GIVEN RECORDS:
=== Section Start ===

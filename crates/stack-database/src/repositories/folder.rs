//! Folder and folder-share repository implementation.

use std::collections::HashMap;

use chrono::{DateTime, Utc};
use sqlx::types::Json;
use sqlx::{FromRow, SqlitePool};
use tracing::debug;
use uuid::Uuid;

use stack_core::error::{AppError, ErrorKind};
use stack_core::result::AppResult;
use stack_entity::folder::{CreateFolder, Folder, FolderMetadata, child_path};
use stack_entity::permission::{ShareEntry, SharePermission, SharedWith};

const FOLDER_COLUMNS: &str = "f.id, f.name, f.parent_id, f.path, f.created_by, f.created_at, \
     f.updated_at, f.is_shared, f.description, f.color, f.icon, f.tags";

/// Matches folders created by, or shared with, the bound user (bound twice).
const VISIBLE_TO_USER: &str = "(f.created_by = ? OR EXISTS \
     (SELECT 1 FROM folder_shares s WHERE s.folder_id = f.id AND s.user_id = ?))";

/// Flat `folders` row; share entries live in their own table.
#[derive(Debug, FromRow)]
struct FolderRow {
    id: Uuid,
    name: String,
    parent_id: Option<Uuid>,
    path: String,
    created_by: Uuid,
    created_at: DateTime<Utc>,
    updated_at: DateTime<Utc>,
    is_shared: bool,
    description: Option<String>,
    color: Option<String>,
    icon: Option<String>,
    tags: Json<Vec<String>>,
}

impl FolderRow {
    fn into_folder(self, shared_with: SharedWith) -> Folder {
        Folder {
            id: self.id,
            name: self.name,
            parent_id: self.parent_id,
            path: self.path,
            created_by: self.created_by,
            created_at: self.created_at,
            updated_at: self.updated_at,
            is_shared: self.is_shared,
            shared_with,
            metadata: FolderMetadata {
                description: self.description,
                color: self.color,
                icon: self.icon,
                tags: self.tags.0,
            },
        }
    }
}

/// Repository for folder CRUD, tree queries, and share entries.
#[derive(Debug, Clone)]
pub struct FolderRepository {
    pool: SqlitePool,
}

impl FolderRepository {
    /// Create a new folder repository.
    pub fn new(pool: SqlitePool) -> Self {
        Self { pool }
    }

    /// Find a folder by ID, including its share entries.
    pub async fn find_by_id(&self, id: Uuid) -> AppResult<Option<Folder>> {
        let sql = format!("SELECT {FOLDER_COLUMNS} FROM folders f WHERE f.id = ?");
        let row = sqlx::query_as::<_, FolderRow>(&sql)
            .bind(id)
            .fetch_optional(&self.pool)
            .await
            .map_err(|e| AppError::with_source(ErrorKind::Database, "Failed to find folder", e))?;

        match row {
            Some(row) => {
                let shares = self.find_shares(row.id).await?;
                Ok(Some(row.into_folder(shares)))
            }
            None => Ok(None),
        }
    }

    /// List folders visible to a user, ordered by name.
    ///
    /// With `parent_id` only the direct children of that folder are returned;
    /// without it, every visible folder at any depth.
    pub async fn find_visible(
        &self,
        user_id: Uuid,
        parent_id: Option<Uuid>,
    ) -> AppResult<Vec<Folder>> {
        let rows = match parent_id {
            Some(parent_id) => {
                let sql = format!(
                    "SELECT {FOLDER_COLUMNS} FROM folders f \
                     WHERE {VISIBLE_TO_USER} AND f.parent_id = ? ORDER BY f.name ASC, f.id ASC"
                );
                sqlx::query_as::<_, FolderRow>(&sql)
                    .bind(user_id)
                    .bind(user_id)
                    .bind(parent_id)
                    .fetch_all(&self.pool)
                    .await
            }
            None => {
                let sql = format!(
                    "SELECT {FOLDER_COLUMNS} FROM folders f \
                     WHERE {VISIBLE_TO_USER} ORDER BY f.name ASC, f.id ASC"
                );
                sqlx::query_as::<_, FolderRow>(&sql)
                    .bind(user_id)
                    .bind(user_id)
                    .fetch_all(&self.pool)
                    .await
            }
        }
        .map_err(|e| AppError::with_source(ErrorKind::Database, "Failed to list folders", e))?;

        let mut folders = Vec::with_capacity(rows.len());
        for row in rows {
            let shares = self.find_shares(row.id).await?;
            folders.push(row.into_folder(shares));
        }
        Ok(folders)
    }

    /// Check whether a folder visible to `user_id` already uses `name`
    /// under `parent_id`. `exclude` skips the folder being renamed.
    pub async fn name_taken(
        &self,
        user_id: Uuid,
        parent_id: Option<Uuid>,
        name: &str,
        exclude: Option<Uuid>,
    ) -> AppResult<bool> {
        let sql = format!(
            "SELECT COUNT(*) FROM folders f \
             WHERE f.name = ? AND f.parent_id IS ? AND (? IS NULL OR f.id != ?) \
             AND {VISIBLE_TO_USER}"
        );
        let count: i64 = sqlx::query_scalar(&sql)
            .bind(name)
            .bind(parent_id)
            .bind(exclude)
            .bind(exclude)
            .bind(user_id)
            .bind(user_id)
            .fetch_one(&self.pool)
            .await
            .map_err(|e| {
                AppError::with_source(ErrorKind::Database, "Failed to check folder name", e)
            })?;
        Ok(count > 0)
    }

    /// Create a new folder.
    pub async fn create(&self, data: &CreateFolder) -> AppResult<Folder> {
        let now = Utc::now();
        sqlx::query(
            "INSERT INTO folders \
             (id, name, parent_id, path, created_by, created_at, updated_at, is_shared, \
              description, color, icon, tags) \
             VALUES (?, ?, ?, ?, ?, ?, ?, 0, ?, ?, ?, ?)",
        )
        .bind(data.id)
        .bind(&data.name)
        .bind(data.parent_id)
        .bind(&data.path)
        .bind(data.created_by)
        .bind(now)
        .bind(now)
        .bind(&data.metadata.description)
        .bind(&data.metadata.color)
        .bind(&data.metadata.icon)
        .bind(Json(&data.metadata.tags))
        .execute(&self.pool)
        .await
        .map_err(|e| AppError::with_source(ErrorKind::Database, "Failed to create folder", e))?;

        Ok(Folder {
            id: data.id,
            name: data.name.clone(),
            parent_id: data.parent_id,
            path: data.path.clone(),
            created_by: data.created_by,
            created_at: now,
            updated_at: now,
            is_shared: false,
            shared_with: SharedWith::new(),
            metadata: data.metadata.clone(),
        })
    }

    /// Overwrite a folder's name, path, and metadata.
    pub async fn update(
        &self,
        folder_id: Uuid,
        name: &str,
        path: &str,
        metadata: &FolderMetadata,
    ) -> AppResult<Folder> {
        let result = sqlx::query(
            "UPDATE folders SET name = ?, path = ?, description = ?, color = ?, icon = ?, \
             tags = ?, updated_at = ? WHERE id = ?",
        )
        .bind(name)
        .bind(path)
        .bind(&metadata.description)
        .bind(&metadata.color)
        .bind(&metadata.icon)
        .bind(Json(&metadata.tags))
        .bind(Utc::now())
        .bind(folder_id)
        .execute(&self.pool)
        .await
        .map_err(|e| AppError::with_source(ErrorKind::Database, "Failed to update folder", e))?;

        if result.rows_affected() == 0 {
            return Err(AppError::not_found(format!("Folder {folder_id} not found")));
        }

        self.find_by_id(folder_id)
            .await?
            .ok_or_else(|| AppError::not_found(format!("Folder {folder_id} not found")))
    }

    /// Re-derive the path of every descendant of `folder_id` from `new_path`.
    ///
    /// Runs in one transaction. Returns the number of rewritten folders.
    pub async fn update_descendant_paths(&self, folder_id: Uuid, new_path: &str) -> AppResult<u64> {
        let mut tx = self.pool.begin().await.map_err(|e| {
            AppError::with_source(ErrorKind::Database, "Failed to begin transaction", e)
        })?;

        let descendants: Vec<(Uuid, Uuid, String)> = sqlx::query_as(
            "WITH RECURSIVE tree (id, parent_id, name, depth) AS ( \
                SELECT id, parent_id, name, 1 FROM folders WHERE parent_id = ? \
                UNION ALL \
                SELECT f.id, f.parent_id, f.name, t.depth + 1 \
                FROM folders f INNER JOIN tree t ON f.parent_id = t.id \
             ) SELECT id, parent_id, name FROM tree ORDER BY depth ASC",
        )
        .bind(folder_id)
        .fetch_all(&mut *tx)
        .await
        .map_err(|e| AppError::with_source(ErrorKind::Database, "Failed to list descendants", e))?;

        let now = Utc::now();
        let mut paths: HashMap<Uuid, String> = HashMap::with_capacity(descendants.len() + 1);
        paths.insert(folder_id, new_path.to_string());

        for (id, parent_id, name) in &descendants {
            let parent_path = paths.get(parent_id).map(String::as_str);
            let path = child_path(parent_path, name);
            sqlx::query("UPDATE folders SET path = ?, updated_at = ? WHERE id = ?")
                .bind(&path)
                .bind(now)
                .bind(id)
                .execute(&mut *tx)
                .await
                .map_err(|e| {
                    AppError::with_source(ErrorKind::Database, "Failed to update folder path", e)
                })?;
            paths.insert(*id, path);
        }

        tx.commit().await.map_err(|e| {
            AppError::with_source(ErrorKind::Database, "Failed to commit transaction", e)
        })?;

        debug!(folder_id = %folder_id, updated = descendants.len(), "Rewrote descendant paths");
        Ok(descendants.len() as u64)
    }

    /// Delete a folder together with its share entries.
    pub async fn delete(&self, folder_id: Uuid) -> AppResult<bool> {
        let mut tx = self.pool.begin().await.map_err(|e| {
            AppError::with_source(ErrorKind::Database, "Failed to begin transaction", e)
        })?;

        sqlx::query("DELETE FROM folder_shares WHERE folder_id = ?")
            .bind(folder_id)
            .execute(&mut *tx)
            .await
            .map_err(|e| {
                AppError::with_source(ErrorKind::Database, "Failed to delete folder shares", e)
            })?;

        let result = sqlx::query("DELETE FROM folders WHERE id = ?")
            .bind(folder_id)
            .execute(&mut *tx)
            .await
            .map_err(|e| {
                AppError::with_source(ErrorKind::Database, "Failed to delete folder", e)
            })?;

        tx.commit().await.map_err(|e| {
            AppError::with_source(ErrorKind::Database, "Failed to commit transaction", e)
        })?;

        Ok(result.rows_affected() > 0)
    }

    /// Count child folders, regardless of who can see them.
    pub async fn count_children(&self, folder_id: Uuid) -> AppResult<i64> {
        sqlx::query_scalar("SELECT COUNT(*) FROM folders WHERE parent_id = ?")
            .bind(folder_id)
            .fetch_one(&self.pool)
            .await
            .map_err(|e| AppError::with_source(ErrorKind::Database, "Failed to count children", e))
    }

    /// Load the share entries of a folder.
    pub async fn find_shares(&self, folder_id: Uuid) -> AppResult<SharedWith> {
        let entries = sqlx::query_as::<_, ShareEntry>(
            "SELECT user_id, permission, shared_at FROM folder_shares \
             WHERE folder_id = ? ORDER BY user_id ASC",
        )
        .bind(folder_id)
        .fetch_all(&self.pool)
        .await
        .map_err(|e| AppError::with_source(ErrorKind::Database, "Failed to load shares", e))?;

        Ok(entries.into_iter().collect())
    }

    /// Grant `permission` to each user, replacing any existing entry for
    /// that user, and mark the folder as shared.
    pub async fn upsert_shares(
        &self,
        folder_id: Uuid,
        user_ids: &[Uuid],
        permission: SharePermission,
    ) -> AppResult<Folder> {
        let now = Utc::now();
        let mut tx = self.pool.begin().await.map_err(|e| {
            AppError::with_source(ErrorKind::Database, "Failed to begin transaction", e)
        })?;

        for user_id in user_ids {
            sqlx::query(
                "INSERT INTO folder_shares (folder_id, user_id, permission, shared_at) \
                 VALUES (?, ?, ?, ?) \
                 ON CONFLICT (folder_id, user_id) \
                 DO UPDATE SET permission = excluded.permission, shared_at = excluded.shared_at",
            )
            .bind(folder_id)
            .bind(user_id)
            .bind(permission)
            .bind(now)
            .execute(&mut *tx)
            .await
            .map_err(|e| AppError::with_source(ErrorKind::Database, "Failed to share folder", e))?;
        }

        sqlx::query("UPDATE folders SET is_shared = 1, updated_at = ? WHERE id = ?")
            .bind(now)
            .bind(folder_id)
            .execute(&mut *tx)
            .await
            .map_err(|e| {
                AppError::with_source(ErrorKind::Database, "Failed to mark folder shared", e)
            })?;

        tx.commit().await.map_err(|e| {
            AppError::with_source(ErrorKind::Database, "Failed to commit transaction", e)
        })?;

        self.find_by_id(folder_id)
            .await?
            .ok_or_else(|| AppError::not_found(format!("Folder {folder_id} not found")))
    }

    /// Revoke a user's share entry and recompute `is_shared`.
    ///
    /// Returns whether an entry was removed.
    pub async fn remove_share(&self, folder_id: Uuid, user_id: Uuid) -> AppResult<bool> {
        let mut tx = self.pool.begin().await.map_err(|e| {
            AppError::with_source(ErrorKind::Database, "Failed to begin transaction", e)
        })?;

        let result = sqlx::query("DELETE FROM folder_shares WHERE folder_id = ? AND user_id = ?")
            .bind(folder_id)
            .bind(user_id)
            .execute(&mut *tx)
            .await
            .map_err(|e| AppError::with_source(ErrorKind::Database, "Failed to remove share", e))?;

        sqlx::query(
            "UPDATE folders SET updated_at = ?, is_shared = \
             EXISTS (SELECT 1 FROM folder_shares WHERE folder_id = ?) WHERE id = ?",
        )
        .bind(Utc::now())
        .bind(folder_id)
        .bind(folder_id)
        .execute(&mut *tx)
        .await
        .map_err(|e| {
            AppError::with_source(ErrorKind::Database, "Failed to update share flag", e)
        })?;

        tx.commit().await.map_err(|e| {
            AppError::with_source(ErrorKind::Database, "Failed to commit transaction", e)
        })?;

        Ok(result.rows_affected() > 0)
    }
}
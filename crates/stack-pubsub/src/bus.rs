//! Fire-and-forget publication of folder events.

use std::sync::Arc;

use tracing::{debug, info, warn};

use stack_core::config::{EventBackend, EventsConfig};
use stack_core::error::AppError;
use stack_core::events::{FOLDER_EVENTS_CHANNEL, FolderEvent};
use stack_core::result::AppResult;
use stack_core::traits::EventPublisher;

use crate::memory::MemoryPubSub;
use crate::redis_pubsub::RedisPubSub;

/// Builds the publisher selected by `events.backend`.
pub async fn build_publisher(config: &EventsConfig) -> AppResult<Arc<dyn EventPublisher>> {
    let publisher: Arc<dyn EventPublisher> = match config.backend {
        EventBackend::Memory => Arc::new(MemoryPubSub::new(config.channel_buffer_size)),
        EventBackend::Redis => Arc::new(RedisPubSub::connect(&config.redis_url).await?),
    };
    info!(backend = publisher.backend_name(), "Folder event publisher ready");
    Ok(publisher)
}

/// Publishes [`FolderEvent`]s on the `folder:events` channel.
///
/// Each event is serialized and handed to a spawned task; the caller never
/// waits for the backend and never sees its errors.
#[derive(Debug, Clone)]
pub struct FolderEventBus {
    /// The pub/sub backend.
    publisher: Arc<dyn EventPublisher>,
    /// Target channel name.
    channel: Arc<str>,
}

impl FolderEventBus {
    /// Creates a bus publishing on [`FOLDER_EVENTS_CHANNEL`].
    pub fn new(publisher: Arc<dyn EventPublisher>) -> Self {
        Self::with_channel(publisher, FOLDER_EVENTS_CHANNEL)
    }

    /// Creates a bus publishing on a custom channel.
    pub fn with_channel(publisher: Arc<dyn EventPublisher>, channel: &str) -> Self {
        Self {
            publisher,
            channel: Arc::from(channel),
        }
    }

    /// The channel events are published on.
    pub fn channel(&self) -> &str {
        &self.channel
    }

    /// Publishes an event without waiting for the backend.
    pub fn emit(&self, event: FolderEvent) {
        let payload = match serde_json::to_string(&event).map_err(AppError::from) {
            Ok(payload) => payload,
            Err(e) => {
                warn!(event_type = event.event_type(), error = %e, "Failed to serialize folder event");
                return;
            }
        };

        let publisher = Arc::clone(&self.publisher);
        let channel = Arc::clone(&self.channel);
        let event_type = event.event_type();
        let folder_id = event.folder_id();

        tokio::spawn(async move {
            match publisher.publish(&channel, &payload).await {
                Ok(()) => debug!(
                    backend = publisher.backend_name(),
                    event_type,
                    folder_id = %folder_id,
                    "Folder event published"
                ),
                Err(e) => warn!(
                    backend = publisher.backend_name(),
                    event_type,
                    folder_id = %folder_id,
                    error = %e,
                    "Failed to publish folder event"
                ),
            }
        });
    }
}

=== Section End ===

EXERCISE GOAL: Whenever a line of the data holds the string "SqlitePool", pick that line out.

SOLUTION BELOW:
use sqlx::{FromRow, SqlitePool};
    pool: SqlitePool,
    pub fn new(pool: SqlitePool) -> Self {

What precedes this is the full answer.